In HIV/hepatitis C virus (HCV)-coinfected patients, it is recommended to repeat liver biopsy every 3 years when anti-HCV treatment is not indicated. We studied fibrosis progression in HIV/HCV-coinfected patients, who were not receiving anti-HCV treatment, on the basis of two successive liver biopsies. Thirty-two patients were retrospectively included. Twenty-six patients (79%) were on antiretroviral treatment at the first biopsy. The mean CD4 cell count was 470 +/- 283/mm(3). Three patients were staged F2 and the remainder F0/F1. The median interval between the two biopsies was 49 (24-80) months.
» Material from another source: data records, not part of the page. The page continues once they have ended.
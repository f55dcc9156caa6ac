//! Cheap textual checks on URLs. None of these touch the network.

use std::sync::LazyLock;

use regex::Regex;
use reqwest::Url;

/// Built-in short-link domains. Subdomains match too.
pub const SHORT_LINK_HOSTS: [&str; 4] = ["maps.app.goo.gl", "goo.gl", "goo.gle", "g.page"];

static AT_COORDS_RE: LazyLock<Regex> =
    LazyLock::new(|| Regex::new(r"@-?\d+(?:\.\d+)?,-?\d+(?:\.\d+)?").expect("valid regex"));
static POI_COORDS_RE: LazyLock<Regex> = LazyLock::new(|| {
    Regex::new(r"(?i)!3d-?\d+(?:\.\d+)?!4d-?\d+(?:\.\d+)?").expect("valid regex")
});

fn host_of(url: &str) -> Option<String> {
    Url::parse(url)
        .ok()?
        .host_str()
        .map(str::to_ascii_lowercase)
}

fn host_matches(host: &str, domain: &str) -> bool {
    host == domain
        || host
            .strip_suffix(domain)
            .is_some_and(|prefix| prefix.ends_with('.'))
}

/// True when `url` is on a built-in short-link domain.
#[must_use]
pub fn is_short_link(url: &str) -> bool {
    is_short_link_with(url, &[])
}

/// Like [`is_short_link`], also accepting `extra_hosts` (lowercase).
#[must_use]
pub fn is_short_link_with(url: &str, extra_hosts: &[String]) -> bool {
    let Some(host) = host_of(url) else {
        return false;
    };
    SHORT_LINK_HOSTS
        .iter()
        .copied()
        .chain(extra_hosts.iter().map(String::as_str))
        .any(|domain| host_matches(&host, domain))
}

/// A parseable URL on a `google.*` host whose text mentions `/maps`.
#[must_use]
pub fn looks_like_long_maps_url(url: &str) -> bool {
    host_of(url).is_some_and(|host| host.contains("google.")) && url.contains("/maps")
}

/// Whether the URL already carries `@lat,lng` or `!3d…!4d…` coordinates.
#[must_use]
pub fn has_coords(url: &str) -> bool {
    AT_COORDS_RE.is_match(url) || POI_COORDS_RE.is_match(url)
}

#[cfg(test)]
mod tests {
    use super::*;

    #[test]
    fn recognizes_built_in_short_hosts() {
        assert!(is_short_link("https://maps.app.goo.gl/AbCdEf123"));
        assert!(is_short_link("https://goo.gl/maps/xyz"));
        assert!(is_short_link("https://goo.gle/3abc"));
        assert!(is_short_link("https://g.page/some-business"));
        assert!(is_short_link("HTTPS://MAPS.APP.GOO.GL/AbC"));
    }

    #[test]
    fn subdomains_match_but_lookalikes_do_not() {
        assert!(is_short_link("https://www.goo.gl/abc"));
        assert!(!is_short_link("https://notgoo.gl/abc"));
        assert!(!is_short_link("https://g.page.evil.com/abc"));
    }

    #[test]
    fn long_urls_and_garbage_are_not_short() {
        assert!(!is_short_link("https://www.google.com/maps/place/X"));
        assert!(!is_short_link("not a url"));
        assert!(!is_short_link(""));
    }

    #[test]
    fn extra_hosts_extend_the_list() {
        let extra = vec!["lnk.example".to_string()];
        assert!(is_short_link_with("https://lnk.example/a", &extra));
        assert!(!is_short_link("https://lnk.example/a"));
    }

    #[test]
    fn long_maps_url_needs_google_host_and_maps_path() {
        assert!(looks_like_long_maps_url("https://www.google.com/maps/place/X"));
        assert!(looks_like_long_maps_url("https://maps.google.fr/maps?q=1,2"));
        assert!(!looks_like_long_maps_url("https://example.com/maps/place/X"));
        assert!(!looks_like_long_maps_url("https://www.google.com/search?q=x"));
        assert!(!looks_like_long_maps_url("/maps/place/X"));
    }

    #[test]
    fn detects_embedded_coordinates() {
        assert!(has_coords("https://www.google.com/maps/@48.85,2.29,17z"));
        assert!(has_coords("https://www.google.com/maps/place/X/data=!3d48.85!4d2.29"));
        assert!(!has_coords("https://www.google.com/maps/place/X"));
    }
}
At the second biopsy, the stage distribution was F0 0%, F1 41% (n = 13), F2 34% (n = 11), F3 19% (n = 6) and F4 6% (n = 2). The mean fibrosis progression rate (FPR) was 0.25 points/year. Nine patients (28%) were considered as rapid fibrosis progressors (progression by more than two points) and their FPR was 0.5 point/year; comparison of these subjects with the other 23 patients showed no relation between FPR and age, alcohol consumption, CD4+ cell count, HIV viral load, HCV genotype, aspartate aminotransferase or alanine aminotransferase. Analysis of the treatment received between the two liver biopsies did not find any correlation between liver FPR and a specific compound. Fifteen patients started anti-HCV therapy based on the second biopsy. Liver fibrosis in HIV/HCV-coinfected patients should be evaluated at least every 3 years, as nine of 32 (28%) of our patients progressed by at least two fibrosis points despite a high CD4+ cell count. The second biopsy showed that 15 patients (45%) qualified for anti-HCV therapy. Development of noninvasive methods of fibrosis evaluation should permit more frequent monitoring.